■ **AIM OF THE EXERCISE**: Output, word for word, the lines of this listing that fall between the line with "on one instance." and the line with "pub struct SnsPlugin<P", counting both of those lines, and no others.

■ **PROVIDED MATERIAL**:

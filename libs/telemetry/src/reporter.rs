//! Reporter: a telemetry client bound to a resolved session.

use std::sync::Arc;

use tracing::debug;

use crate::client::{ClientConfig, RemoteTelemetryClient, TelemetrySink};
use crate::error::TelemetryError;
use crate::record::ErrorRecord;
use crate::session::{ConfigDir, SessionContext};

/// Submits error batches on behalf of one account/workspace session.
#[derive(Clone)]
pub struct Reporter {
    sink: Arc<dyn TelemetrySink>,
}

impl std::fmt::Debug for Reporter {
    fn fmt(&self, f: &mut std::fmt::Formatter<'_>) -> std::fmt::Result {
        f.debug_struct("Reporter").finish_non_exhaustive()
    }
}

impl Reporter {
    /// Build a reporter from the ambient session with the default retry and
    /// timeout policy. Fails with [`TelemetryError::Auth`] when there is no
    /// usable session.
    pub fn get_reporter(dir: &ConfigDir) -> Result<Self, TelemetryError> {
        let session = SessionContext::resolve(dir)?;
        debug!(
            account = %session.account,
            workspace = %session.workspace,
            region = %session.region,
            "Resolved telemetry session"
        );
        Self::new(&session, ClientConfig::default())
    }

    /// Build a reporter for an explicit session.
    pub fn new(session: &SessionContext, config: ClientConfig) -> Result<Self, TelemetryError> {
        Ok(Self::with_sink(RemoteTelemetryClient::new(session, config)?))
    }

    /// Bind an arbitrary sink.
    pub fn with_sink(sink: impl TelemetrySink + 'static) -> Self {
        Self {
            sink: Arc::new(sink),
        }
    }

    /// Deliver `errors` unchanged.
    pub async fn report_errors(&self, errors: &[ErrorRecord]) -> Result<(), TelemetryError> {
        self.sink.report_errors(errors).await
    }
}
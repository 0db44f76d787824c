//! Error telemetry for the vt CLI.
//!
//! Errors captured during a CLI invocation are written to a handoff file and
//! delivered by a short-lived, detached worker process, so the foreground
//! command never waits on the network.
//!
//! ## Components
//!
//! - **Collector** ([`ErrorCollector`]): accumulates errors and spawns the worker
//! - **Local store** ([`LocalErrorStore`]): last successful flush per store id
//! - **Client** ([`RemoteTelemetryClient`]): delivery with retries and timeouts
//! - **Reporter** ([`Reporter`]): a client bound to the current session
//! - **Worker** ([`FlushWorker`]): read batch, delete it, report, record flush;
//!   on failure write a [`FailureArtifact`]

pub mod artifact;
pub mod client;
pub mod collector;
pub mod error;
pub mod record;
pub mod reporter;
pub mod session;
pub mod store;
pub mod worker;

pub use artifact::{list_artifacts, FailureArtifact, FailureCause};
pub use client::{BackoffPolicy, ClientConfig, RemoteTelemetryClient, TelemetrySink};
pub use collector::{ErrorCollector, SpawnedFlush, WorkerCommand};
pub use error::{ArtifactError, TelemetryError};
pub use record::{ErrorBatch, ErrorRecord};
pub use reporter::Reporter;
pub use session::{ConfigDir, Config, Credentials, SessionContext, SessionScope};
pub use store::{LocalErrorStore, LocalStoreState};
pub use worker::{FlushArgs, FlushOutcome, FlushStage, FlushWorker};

---

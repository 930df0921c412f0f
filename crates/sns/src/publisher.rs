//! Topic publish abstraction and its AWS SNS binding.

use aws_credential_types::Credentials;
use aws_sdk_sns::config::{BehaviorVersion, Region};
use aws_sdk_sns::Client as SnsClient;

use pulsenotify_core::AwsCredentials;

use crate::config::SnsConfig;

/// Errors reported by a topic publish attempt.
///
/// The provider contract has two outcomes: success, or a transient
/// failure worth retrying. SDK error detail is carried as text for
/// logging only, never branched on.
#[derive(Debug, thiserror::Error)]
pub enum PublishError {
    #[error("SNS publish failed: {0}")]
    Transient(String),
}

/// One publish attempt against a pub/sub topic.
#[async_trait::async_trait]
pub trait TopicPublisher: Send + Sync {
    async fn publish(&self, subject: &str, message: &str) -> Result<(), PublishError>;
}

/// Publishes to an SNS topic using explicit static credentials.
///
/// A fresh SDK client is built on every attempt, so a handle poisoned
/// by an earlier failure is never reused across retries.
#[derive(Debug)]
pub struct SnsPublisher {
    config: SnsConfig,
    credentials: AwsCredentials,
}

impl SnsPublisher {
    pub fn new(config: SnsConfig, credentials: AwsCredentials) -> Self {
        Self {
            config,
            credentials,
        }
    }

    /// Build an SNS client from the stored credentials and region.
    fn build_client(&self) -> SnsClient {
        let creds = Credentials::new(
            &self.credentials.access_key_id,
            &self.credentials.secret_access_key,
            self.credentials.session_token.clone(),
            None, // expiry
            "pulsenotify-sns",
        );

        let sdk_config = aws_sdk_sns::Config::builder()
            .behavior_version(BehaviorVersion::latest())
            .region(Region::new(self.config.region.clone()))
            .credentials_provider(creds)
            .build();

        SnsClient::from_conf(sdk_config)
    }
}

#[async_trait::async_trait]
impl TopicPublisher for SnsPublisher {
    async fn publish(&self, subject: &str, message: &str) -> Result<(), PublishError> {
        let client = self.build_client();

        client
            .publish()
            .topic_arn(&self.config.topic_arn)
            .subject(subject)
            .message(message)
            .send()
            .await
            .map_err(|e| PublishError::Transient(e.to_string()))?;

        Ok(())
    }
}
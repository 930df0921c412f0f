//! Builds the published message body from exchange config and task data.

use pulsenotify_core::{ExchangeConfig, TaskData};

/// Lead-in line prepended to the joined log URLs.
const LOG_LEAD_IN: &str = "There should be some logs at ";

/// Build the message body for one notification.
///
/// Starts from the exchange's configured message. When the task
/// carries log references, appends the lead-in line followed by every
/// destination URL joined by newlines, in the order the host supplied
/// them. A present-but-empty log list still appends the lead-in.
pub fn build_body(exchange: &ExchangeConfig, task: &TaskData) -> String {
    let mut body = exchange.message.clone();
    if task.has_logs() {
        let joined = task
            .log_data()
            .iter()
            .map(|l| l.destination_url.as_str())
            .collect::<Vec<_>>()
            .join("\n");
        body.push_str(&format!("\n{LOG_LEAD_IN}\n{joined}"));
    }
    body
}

* * *

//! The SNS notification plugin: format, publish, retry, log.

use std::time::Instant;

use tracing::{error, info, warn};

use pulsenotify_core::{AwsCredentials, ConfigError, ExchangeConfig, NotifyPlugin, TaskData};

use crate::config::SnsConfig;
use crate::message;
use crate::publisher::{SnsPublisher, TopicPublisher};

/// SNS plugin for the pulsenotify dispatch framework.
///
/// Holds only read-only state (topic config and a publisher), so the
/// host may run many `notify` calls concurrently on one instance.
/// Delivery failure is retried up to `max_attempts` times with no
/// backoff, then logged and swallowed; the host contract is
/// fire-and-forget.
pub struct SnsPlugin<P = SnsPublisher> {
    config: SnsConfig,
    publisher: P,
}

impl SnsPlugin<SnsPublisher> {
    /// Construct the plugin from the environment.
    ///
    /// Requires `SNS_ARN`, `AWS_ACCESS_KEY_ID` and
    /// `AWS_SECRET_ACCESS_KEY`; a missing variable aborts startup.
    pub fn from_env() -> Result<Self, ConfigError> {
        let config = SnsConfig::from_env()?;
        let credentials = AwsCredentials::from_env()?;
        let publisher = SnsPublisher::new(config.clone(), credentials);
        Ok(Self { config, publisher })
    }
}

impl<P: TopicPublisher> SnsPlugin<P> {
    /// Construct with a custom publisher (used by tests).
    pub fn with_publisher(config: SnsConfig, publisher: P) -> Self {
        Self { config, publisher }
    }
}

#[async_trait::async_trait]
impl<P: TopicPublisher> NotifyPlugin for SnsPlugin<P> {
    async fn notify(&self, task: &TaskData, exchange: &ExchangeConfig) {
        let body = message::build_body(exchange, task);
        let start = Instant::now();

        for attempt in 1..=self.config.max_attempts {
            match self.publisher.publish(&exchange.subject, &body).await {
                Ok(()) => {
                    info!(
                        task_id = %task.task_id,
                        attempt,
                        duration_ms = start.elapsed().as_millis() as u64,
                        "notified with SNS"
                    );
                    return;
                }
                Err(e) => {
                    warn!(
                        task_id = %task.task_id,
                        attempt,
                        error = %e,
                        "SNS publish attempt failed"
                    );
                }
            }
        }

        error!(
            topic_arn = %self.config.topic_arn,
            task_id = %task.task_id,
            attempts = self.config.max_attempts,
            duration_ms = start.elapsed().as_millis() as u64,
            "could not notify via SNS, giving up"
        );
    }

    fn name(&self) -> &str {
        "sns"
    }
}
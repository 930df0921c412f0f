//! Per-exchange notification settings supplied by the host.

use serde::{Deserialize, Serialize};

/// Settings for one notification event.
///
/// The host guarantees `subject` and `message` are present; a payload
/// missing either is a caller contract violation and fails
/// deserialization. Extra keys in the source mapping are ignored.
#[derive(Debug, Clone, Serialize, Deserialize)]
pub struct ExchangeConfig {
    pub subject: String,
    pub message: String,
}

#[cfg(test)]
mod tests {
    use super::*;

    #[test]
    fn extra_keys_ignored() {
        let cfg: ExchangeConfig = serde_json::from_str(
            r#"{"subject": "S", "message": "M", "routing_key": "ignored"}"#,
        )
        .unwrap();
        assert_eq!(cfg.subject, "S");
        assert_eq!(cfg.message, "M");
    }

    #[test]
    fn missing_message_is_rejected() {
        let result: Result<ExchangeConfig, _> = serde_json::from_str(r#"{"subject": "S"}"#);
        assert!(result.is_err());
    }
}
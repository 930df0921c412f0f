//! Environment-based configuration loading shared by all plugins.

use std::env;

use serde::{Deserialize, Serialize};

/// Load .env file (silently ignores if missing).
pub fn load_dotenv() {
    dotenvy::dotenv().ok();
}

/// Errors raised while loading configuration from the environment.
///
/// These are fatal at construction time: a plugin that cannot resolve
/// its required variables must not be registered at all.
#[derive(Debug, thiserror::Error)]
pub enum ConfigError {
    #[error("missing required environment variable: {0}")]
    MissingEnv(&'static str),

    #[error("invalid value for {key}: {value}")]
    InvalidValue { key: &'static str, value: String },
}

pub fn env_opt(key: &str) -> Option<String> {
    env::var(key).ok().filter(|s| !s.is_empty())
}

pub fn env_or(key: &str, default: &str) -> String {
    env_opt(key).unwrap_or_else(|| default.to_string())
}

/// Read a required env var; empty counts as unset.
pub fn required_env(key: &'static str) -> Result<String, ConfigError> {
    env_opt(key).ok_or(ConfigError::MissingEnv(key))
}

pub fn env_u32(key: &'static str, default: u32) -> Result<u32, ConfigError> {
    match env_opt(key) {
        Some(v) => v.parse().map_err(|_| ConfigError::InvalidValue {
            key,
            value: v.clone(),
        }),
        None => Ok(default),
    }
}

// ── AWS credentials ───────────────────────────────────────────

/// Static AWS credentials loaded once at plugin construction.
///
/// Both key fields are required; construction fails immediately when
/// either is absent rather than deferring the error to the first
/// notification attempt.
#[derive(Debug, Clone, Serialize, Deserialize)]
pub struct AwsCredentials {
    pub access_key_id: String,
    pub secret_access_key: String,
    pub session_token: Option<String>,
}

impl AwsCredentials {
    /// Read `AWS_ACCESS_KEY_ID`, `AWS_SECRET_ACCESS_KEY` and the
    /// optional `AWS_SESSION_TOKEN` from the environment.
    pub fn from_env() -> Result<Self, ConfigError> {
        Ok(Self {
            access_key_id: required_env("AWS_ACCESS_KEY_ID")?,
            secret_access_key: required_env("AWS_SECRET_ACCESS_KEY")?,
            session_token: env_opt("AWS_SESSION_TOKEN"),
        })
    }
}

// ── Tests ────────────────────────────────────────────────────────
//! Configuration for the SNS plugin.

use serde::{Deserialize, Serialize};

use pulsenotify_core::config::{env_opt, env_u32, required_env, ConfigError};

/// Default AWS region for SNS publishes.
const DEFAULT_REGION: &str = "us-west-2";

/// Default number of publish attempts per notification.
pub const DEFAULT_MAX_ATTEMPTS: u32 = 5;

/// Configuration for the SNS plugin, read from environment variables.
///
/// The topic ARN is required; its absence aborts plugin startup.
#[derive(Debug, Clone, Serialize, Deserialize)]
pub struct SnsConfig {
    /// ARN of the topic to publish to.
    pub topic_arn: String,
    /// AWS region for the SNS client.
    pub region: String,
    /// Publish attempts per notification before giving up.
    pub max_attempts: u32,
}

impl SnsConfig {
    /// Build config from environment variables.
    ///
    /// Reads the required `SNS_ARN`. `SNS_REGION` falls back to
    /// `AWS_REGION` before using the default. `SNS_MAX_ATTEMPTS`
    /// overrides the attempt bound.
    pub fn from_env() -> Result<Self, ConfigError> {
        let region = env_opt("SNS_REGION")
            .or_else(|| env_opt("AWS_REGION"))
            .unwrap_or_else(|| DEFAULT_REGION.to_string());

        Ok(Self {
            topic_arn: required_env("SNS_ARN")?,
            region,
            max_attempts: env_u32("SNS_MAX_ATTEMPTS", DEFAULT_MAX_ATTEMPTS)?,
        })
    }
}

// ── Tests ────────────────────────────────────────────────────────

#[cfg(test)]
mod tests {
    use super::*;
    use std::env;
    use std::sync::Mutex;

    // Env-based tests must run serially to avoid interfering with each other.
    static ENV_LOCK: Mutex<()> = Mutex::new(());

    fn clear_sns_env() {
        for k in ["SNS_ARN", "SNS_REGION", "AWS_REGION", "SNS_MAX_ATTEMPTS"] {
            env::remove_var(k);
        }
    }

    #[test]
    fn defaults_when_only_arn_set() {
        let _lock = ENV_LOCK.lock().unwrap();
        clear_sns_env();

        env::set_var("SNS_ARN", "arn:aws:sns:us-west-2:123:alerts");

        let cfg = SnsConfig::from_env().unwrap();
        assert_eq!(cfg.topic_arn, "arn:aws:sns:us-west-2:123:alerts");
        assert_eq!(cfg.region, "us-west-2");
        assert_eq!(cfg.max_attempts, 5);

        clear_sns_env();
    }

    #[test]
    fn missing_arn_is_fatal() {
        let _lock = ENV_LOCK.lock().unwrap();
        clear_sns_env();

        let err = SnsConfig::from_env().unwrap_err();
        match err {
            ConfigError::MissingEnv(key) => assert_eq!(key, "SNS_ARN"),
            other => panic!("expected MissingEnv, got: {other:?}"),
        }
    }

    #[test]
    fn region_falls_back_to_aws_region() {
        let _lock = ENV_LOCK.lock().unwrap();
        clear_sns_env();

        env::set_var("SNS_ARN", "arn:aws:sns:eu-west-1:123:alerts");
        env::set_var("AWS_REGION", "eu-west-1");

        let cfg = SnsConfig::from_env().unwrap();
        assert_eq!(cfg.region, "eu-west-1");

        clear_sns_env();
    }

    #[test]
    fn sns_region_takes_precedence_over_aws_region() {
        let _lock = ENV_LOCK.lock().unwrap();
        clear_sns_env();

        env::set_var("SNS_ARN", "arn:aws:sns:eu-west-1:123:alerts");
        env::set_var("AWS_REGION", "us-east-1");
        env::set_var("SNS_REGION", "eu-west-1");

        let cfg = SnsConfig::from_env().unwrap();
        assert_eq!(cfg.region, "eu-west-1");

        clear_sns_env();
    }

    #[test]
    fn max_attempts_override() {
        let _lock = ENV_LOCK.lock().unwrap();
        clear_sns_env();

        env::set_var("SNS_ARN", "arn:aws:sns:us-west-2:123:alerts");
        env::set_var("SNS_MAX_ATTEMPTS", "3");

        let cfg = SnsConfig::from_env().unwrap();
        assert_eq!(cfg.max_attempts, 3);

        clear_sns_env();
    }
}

■ **RESPONSE TO THE TASK**:
/// host may run many `notify` calls concurrently on one instance.
/// Delivery failure is retried up to `max_attempts` times with no
/// backoff, then logged and swallowed; the host contract is
/// fire-and-forget.
pub struct SnsPlugin<P = SnsPublisher> {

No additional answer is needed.